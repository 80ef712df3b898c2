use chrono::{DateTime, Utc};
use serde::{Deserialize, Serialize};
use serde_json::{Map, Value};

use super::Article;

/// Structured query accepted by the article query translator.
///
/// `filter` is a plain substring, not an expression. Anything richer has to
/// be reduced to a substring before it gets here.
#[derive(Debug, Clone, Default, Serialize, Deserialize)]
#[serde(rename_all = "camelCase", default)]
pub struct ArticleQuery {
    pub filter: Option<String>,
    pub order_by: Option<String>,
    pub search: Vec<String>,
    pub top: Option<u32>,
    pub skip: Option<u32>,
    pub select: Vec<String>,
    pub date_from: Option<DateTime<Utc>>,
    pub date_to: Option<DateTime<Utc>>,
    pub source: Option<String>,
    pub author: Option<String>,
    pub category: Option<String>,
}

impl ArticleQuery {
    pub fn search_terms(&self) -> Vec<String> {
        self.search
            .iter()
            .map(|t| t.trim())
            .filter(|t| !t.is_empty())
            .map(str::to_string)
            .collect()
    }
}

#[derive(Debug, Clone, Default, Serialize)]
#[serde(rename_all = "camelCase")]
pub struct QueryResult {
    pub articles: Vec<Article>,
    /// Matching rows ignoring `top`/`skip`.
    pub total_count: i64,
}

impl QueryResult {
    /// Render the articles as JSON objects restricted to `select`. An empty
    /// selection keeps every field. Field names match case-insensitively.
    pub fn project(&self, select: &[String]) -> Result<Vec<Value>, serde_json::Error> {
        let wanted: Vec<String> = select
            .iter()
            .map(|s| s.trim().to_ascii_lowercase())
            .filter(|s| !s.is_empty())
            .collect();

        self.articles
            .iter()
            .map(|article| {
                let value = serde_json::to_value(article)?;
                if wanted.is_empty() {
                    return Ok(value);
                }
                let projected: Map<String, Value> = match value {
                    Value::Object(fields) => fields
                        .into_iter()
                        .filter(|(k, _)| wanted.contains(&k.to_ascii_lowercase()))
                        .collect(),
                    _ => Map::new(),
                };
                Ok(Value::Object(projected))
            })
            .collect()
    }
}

_About this task_. Output, unchanged, the lines from the line with "pub struct ArticleQuery" through the final line of the material.

_Solution below_.
pub struct ArticleQuery {
    pub filter: Option<String>,
    pub order_by: Option<String>,
    pub search: Vec<String>,
    pub top: Option<u32>,
    pub skip: Option<u32>,
    pub select: Vec<String>,
    pub date_from: Option<DateTime<Utc>>,
    pub date_to: Option<DateTime<Utc>>,
    pub source: Option<String>,
    pub author: Option<String>,
    pub category: Option<String>,
}

impl ArticleQuery {
    pub fn search_terms(&self) -> Vec<String> {
        self.search
            .iter()
            .map(|t| t.trim())
            .filter(|t| !t.is_empty())
            .map(str::to_string)
            .collect()
    }
}

#[derive(Debug, Clone, Default, Serialize)]
#[serde(rename_all = "camelCase")]
pub struct QueryResult {
    pub articles: Vec<Article>,
    /// Matching rows ignoring `top`/`skip`.
    pub total_count: i64,
}

impl QueryResult {
    /// Render the articles as JSON objects restricted to `select`. An empty
    /// selection keeps every field. Field names match case-insensitively.
    pub fn project(&self, select: &[String]) -> Result<Vec<Value>, serde_json::Error> {
        let wanted: Vec<String> = select
            .iter()
            .map(|s| s.trim().to_ascii_lowercase())
            .filter(|s| !s.is_empty())
            .collect();

        self.articles
            .iter()
            .map(|article| {
                let value = serde_json::to_value(article)?;
                if wanted.is_empty() {
                    return Ok(value);
                }
                let projected: Map<String, Value> = match value {
                    Value::Object(fields) => fields
                        .into_iter()
                        .filter(|(k, _)| wanted.contains(&k.to_ascii_lowercase()))
                        .collect(),
                    _ => Map::new(),
                };
                Ok(Value::Object(projected))
            })
            .collect()
    }
}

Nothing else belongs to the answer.